[Extracted records]
___

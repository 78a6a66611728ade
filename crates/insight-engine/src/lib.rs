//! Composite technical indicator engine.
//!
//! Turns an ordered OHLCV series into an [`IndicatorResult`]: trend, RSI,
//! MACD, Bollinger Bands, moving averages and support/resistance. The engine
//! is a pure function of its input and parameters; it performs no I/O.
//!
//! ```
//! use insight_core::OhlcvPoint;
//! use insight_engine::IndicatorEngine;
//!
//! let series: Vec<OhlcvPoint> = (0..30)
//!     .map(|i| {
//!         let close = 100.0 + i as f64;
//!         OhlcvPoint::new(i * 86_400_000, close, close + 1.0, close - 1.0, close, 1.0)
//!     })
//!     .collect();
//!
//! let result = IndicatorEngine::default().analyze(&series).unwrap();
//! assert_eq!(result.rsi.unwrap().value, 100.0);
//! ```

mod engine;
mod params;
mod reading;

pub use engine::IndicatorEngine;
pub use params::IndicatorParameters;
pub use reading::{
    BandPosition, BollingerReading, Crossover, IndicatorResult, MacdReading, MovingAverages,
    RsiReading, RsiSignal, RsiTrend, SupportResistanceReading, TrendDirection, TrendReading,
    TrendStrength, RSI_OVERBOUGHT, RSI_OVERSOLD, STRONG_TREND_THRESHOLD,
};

___

Wherever the string "unwrap" appears in a line above, copy that line.

Solution to this problem
//! let result = IndicatorEngine::default().analyze(&series).unwrap();
//! assert_eq!(result.rsi.unwrap().value, 100.0);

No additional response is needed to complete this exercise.